碧水狐疑的接過下人手中的荷包,開啟一看,立馬震驚的瞪大雙眼。
“小姐,你瞧。”
她手中的,正是當初和樓晚棠一人一枚的晴水翡翠如意鎖玉佩。
樓晚意接過那枚玉佩,就著陽光仔細看了起來。
碧水思索片刻,突然一臉欣喜道:“小姐,是不是您當初丟失的那塊玉佩被人找回來了,此刻是物歸原主的?”
“自然不是。”
樓晚意垂下眸子,將玉佩遞迴碧水的手中。
她比誰都清楚,此刻自己的那一枚在誰的手上。
碧水滿臉疑惑不解,“啊?難不成……”
不應該啊,樓晚棠不是在南陽嗎?
她的玉佩怎會出現在此處?還是在什麼曾夫人的手中。
這一切樓晚意自然也不知,她看向等在一旁的下人。
“去將那曾夫人引至前廳,就說我稍候便到。”
“是。”
樓晚意這才慵懶的站起身,準備朝前廳而去。
碧水看了看隻身著一身常服的樓晚意,出聲提醒道:“小姐,您要不要去換身衣裳?”
畢竟是會客,以她們家小姐這縣主的名號,豈不是容易丟了面子?
樓晚意低頭朝自己身上的衣裙看了一眼,挑眉笑了笑。
“不必,曾夫人不是說是老熟人麼?咱們也別太見外了。”
“是。”
那曾夫人雖然自稱是一曾姓富商家的主母,但身邊卻並無丫鬟侍從,就連隨行的車駕都沒有。
看起來頗為寒酸。
接她進來的下人狐疑的打量著眼前之人,總感覺此人的樣子像是要隨時跑路一般,哪裡像什麼夫人。

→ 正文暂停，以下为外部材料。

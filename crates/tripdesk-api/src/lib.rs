//! REST facade and session store for the trip-booking API.
//!
//! [`ApiClient`] issues the authentication, trip, reservation and user calls
//! and normalizes failures into [`ApiError`]. [`SessionStore`] keeps the
//! logged-in identity on disk between runs.

pub mod client;
mod error;
pub mod session;
pub mod types;

pub use client::{ApiClient, ApiSettings, DEFAULT_API_BASE_URL};
pub use error::ApiError;
pub use session::{SessionStore, SessionUser};
pub use types::{
    LoginResponse, MessageResponse, Reservation, ReservationRequest, ReservationResponse, Trip,
    User, UserMutationResponse,
};
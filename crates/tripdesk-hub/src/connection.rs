//! Per-connection handler: register, then rebroadcast envelopes to everyone else.

use std::net::SocketAddr;

use futures_util::{SinkExt, StreamExt};
use tokio::sync::mpsc;
use tokio_tungstenite::tungstenite::Message;
use tripdesk_common::ConnectionId;
use tripdesk_realtime::Envelope;

use crate::registry::HubRegistry;

/// Outbound frames buffered per connection before broadcasts start skipping it.
const PEER_QUEUE: usize = 256;

/// Handle a single WebSocket connection until either side closes it.
pub async fn handle_connection(
    ws: tokio_tungstenite::WebSocketStream<tokio::net::TcpStream>,
    addr: SocketAddr,
    registry: HubRegistry,
) {
    let (mut sink, mut stream) = ws.split();
    let id = ConnectionId::new();

    let (tx, mut rx) = mpsc::channel::<String>(PEER_QUEUE);
    registry.register(id.clone(), tx).await;
    tracing::info!(peer = %addr, id = %id, "Client connected");

    loop {
        tokio::select! {
            Some(msg) = rx.recv() => {
                if sink.send(Message::Text(msg.into())).await.is_err() {
                    break;
                }
            }

            frame = stream.next() => {
                match frame {
                    Some(Ok(Message::Text(text))) => match normalize(&text) {
                        Some(envelope) => {
                            let delivered = registry.broadcast(&id, &envelope).await;
                            tracing::debug!(id = %id, delivered, "Broadcast envelope");
                        }
                        None => {
                            tracing::warn!(id = %id, "Dropped frame that is not a {{type, data}} envelope");
                        }
                    },
                    Some(Ok(Message::Ping(data))) => {
                        let _ = sink.send(Message::Pong(data)).await;
                    }
                    Some(Ok(Message::Close(_))) | None => break,
                    Some(Err(e)) => {
                        tracing::debug!(peer = %addr, error = %e, "WS error");
                        break;
                    }
                    _ => {}
                }
            }
        }
    }

    registry.unregister(&id).await;
    tracing::info!(peer = %addr, id = %id, "Client disconnected");
}

/// Parse a frame as an envelope and re-serialize it as `{type, data}`.
pub(crate) fn normalize(text: &str) -> Option<String> {
    let envelope: Envelope = serde_json::from_str(text).ok()?;
    serde_json::to_string(&envelope).ok()
}
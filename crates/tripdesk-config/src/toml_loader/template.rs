//! Default TOML config template with inline documentation comments.

/// Generate the default TOML config content with comments.
pub(crate) fn default_config_toml() -> String {
    r##"# Tripdesk Configuration
# Schema version 1
# Only override what you want to change -- missing fields use defaults.

[realtime]
# url = "ws://localhost:8080/ws"
# reconnect_delay_ms = 3000       # 10-600000, fixed delay between attempts
# max_reconnect_attempts = 5      # 0-100, retries since the last good connection
# connect_timeout_secs = 15       # 1-120
# announce_mutations = false      # send *_UPDATE after CLI mutations

[api]
# base_url = "http://localhost:8080/api"
# connect_timeout_secs = 10       # 1-120
# request_timeout_secs = 30       # 1-600

[session]
# path = ""                       # empty = <data dir>/tripdesk/session.json

[logging]
# level = "info"                  # trace, debug, info, warn, error
"##
    .to_string()
}
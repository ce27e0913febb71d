//! tripdesk-hub: development broadcast server for the realtime feed.
//!
//! Accepts WebSocket connections on any path and rebroadcasts every
//! `{type, data}` envelope a client sends to all other connected clients,
//! never back to the sender. Stands in for the backend's update socket
//! when exercising the realtime client locally.

mod connection;
mod registry;

use std::process::ExitCode;

use clap::Parser;
use tokio::net::TcpListener;
use tokio_tungstenite::accept_async;

use crate::connection::handle_connection;
use crate::registry::HubRegistry;

#[derive(Parser)]
#[command(name = "tripdesk-hub", about = "WebSocket broadcast hub for tripdesk development")]
struct Args {
    /// Port to listen on.
    #[arg(short, long, default_value_t = 8080)]
    port: u16,

    /// Address to bind.
    #[arg(long, default_value = "127.0.0.1")]
    bind: String,
}

#[tokio::main]
async fn main() -> ExitCode {
    tracing_subscriber::fmt()
        .with_env_filter(
            tracing_subscriber::EnvFilter::try_from_default_env()
                .unwrap_or_else(|_| "tripdesk_hub=info".into()),
        )
        .init();

    let args = Args::parse();
    let addr = format!("{}:{}", args.bind, args.port);
    let listener = match TcpListener::bind(&addr).await {
        Ok(listener) => listener,
        Err(e) => {
            tracing::error!(addr = %addr, error = %e, "Failed to bind TCP listener");
            return ExitCode::FAILURE;
        }
    };

    tracing::info!("tripdesk-hub listening on {}", addr);
    serve(listener, HubRegistry::new()).await;
    ExitCode::SUCCESS
}

/// Accept loop. Each connection gets its own task.
async fn serve(listener: TcpListener, registry: HubRegistry) {
    loop {
        match listener.accept().await {
            Ok((stream, addr)) => {
                let registry = registry.clone();
                tokio::spawn(async move {
                    match accept_async(stream).await {
                        Ok(ws) => handle_connection(ws, addr, registry).await,
                        Err(e) => {
                            tracing::warn!(peer = %addr, error = %e, "WS handshake failed");
                        }
                    }
                });
            }
            Err(e) => {
                tracing::warn!(error = %e, "TCP accept error");
            }
        }
    }
}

頭髮上連件像樣的髮飾都沒有,只有幾支不值錢的木簪子束著發。
但看在是縣主專門同意放進來的,面上仍舊十分恭敬的上茶上水。
曾夫人一在前廳坐下,便十分不客氣的使喚著下人做這做那。
一會兒說茶水太涼,重新上。
一會兒又說想吃葡萄,讓人幫她將皮剝好放在盤子裡。
此時她便一口氣吃了六個杏仁核桃酥,嘴裡塞得鼓鼓囊囊的,卻還不忘埋怨個不停。
“你家小姐怎麼還不來啊?我都坐在這兒多久了,還不快去催一催。”
候在一旁的下人面面相覷,此人真不是哪裡來的乞丐麼?
但瞧著她的態度這般囂張,說不定真與自家小姐有關係呢。
眾人敢怒不敢言。
好在沒等多久,樓晚意便帶著碧水姍姍來遲。
室內頓時一片香甜的梨香襲來,帶著沁人心脾的清爽之感。
樓晚意的一舉一動皆十分高貴,哪怕此時穿的不是華服,也會讓人移不開眼。
下人們整齊的朝她行禮問好,“小姐。”
樓晚意輕點了點頭,這才將視線移到前廳中,唯一坐著之人的臉上。
果然是樓晚棠。
樓晚意勾起唇角,在她的對面坐下。
“門外有下人傳話,說曾夫人求見。我竟不知,你何時變成曾夫人了?”
樓晚棠捏著帕子的手緊攥成拳。
若不是今日一見,她實在無法將眼前之人,同幾年前的樓晚意聯想在一起。
如今通身的名門貴女氣派,簡直把自己都要震懾住了。
雖然樓晚棠很不願意承認,但樓晚意如今的這張臉,確實能用傾國傾城來形容。
再看看因為兩日不曾進食,而面黃肌瘦的自己。
她心中有些嫉妒得發狂,卻還是挺直了腰板,不願意在樓晚意麵前輸。